== WORK REQUEST ==
The reply to the records below should contain exactly the lines from the line with "pub mod objects;" through the line with "use tower_http::limit::RequestBodyLimitLayer;", and nothing besides.
────────────────
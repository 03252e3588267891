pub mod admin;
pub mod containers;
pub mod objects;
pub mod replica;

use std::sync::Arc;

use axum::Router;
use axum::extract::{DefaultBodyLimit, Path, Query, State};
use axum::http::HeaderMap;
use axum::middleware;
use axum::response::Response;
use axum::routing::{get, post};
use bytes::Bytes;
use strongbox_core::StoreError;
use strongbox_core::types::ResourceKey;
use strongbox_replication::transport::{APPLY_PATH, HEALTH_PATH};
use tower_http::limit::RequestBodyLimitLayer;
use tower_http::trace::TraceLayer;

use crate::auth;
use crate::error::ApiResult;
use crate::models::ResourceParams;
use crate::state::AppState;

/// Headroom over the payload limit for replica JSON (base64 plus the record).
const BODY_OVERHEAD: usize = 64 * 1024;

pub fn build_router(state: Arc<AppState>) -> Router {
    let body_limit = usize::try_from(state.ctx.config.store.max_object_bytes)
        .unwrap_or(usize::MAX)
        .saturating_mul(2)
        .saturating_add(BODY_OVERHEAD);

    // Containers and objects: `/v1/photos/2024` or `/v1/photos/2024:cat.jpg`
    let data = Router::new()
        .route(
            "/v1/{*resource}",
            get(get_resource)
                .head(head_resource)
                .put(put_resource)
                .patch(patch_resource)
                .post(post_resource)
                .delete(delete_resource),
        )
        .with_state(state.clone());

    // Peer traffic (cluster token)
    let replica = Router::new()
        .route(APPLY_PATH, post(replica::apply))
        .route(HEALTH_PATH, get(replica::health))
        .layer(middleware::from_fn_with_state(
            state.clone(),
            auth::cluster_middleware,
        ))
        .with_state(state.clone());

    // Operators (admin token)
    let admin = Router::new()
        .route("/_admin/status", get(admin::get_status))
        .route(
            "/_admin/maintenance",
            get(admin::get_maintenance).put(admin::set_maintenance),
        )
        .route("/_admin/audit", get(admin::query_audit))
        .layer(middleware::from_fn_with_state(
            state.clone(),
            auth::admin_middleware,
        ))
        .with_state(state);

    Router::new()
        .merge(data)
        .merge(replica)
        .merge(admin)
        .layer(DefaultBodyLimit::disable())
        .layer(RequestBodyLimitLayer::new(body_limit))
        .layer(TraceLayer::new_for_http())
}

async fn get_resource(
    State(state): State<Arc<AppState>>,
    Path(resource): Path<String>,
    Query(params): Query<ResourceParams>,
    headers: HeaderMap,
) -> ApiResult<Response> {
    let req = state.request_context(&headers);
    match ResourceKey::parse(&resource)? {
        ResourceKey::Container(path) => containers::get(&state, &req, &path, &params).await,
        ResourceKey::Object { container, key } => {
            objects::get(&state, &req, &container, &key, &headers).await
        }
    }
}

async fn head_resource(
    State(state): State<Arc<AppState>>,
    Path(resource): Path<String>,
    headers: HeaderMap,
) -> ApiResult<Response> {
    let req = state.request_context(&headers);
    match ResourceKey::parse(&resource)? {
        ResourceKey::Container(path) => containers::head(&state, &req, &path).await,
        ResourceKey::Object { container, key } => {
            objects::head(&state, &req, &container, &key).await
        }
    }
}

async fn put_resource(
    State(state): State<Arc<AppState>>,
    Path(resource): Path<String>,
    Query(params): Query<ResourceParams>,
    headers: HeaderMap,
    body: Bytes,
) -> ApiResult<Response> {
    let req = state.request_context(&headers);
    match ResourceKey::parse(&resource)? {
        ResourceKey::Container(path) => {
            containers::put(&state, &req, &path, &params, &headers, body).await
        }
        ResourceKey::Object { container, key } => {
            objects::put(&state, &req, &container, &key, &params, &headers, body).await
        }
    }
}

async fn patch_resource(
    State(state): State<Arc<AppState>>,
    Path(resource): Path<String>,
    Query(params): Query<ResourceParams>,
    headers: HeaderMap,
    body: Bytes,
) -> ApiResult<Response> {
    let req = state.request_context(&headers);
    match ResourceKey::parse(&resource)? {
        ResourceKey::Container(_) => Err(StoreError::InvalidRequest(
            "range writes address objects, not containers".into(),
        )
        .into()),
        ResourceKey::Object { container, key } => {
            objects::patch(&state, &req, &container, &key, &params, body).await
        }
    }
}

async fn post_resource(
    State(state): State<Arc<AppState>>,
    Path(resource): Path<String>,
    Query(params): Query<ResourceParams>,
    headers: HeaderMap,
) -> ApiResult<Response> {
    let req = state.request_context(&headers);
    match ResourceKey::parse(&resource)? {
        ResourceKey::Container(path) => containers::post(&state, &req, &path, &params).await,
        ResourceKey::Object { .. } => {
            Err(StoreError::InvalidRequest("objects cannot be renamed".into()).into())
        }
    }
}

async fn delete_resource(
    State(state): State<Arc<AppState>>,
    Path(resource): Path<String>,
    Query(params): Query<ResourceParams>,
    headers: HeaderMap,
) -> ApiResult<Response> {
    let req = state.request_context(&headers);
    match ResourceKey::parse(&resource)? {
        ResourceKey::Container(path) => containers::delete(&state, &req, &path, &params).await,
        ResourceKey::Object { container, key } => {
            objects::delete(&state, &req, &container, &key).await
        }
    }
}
────────────────
== FINISHED TASK ==
pub mod objects;
pub mod replica;

use std::sync::Arc;

use axum::Router;
use axum::extract::{DefaultBodyLimit, Path, Query, State};
use axum::http::HeaderMap;
use axum::middleware;
use axum::response::Response;
use axum::routing::{get, post};
use bytes::Bytes;
use strongbox_core::StoreError;
use strongbox_core::types::ResourceKey;
use strongbox_replication::transport::{APPLY_PATH, HEALTH_PATH};
use tower_http::limit::RequestBodyLimitLayer;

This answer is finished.